The Dubai International Film Festival (DIFF) starts tomorrow (although it officially begins tonight with a gala screening of W.), and I’m in some sort of panic. I have taken a week off from work for, browsed through all the films, and made a schedule for myself for the whole week. The amount of work I have put in making a schedule is almost certainly more than I ever did in making my college schedules.

You see, I love film. But I HATE schedules. A part of me is ridiculously excited that I am going to see many different kinds of films from all over the world about a lot of diverse subjects.

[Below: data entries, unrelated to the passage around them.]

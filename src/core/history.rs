//! # History Tape
//!
//! Every successful evaluation is recorded as an entry on the tape, and the
//! tape is saved to `~/.calcpad/history.json`.
//!
//! Writes use atomic rename (write `.tmp`, then `rename()`), so a crash
//! mid-save leaves the previous file intact. There is no merging: the
//! last writer wins.

use std::fmt;
use std::fs;
use std::io;
use std::path::{Path, PathBuf};

use chrono::Utc;
use log::{debug, info};
use serde::{Deserialize, Serialize};

use crate::core::config;

pub const DEFAULT_HISTORY_LIMIT: usize = 100;

#[derive(Serialize, Deserialize, Clone, Debug, PartialEq)]
pub struct HistoryEntry {
    pub expression: String,
    pub result: String,
    /// Unix timestamp (seconds).
    pub timestamp: i64,
}

impl HistoryEntry {
    pub fn new(expression: String, result: String) -> Self {
        Self {
            expression,
            result,
            timestamp: Utc::now().timestamp(),
        }
    }
}

/// On-disk shape of the history file.
#[derive(Serialize, Deserialize, Default, Debug)]
struct HistoryFile {
    entries: Vec<HistoryEntry>,
}

/// Bounded list of entries, oldest first.
#[derive(Debug, Clone, PartialEq)]
pub struct History {
    entries: Vec<HistoryEntry>,
    limit: usize,
}

impl Default for History {
    fn default() -> Self {
        Self::with_limit(DEFAULT_HISTORY_LIMIT)
    }
}

impl History {
    pub fn with_limit(limit: usize) -> Self {
        Self {
            entries: Vec::new(),
            limit,
        }
    }

    pub fn entries(&self) -> &[HistoryEntry] {
        &self.entries
    }

    pub fn len(&self) -> usize {
        self.entries.len()
    }

    pub fn is_empty(&self) -> bool {
        self.entries.is_empty()
    }

    pub fn get(&self, index: usize) -> Option<&HistoryEntry> {
        self.entries.get(index)
    }

    /// Append an entry, dropping the oldest ones past the limit.
    pub fn push(&mut self, entry: HistoryEntry) {
        self.entries.push(entry);
        if self.entries.len() > self.limit {
            let excess = self.entries.len() - self.limit;
            self.entries.drain(..excess);
        }
    }

    pub fn remove(&mut self, index: usize) -> Option<HistoryEntry> {
        (index < self.entries.len()).then(|| self.entries.remove(index))
    }

    pub fn clear(&mut self) {
        self.entries.clear();
    }
}

#[derive(Debug)]
pub enum HistoryError {
    Io(io::Error),
    Parse(serde_json::Error),
}

impl fmt::Display for HistoryError {
    fn fmt(&self, f: &mut fmt::Formatter<'_>) -> fmt::Result {
        match self {
            HistoryError::Io(e) => write!(f, "history I/O error: {e}"),
            HistoryError::Parse(e) => write!(f, "history parse error: {e}"),
        }
    }
}

impl std::error::Error for HistoryError {}

impl From<io::Error> for HistoryError {
    fn from(e: io::Error) -> Self {
        HistoryError::Io(e)
    }
}

impl From<serde_json::Error> for HistoryError {
    fn from(e: serde_json::Error) -> Self {
        HistoryError::Parse(e)
    }
}

/// Returns `~/.calcpad/history.json`, creating the directory if needed.
pub fn history_path() -> io::Result<PathBuf> {
    let dir = config::app_dir()
        .ok_or_else(|| io::Error::new(io::ErrorKind::NotFound, "no home directory"))?;
    fs::create_dir_all(&dir)?;
    Ok(dir.join("history.json"))
}

/// Load history from `path`. A missing file is an empty history.
pub fn load_from(path: &Path, limit: usize) -> Result<History, HistoryError> {
    let mut history = History::with_limit(limit);
    if !path.exists() {
        debug!("No history file at {}", path.display());
        return Ok(history);
    }
    let contents = fs::read_to_string(path)?;
    let file: HistoryFile = serde_json::from_str(&contents)?;
    for entry in file.entries {
        history.push(entry);
    }
    info!("Loaded {} history entries from {}", history.len(), path.display());
    Ok(history)
}

/// Write history to `path` atomically.
pub fn save_to(history: &History, path: &Path) -> Result<(), HistoryError> {
    let file = HistoryFile {
        entries: history.entries.clone(),
    };
    let json = serde_json::to_string_pretty(&file)?;
    let tmp_path = path.with_extension("json.tmp");
    fs::write(&tmp_path, json)?;
    fs::rename(&tmp_path, path)?;
    debug!("Saved {} history entries to {}", history.len(), path.display());
    Ok(())
}

pub fn load(limit: usize) -> Result<History, HistoryError> {
    load_from(&history_path()?, limit)
}

pub fn save(history: &History) -> Result<(), HistoryError> {
    save_to(history, &history_path()?)
}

The other part of me only sees me waking up everyday, getting stuck in traffic, making sure that I stick to the schedule I kept for myself, coming home, and doing the same thing next day. That sounds…well…like work. I start off the week on Friday, December 12, at 1pm with Momma’s Man.

I kick off the festival with an American movie, and in a multicultured festival such as the DIFF, American movies still play a prominent role. Then I’m watching The Story of Mr. Sorry (Jevbulchalssi Yiyaki). It is an animated South Korean movie called The Story of Mr Sorry, isn’t the title enough to make you want to watch it? Next up is a movie from Iceland called Country Wedding (Sveitabruokaup). I’ve watched Scandinavian movies before. Their humor is as a dry as a naked woman in a hot desert and I couldn’t resist trying to slip one in, like my penis in that naked woman we just talked about in my allegory. Then it is Machan and I finish the day with Iran’s 3 Women (Se Zan). If I know anything about Iranian movies about women, it will be a feminist movie that will kind of make you embarrassed to be the sort of person to use naked women in your allegories.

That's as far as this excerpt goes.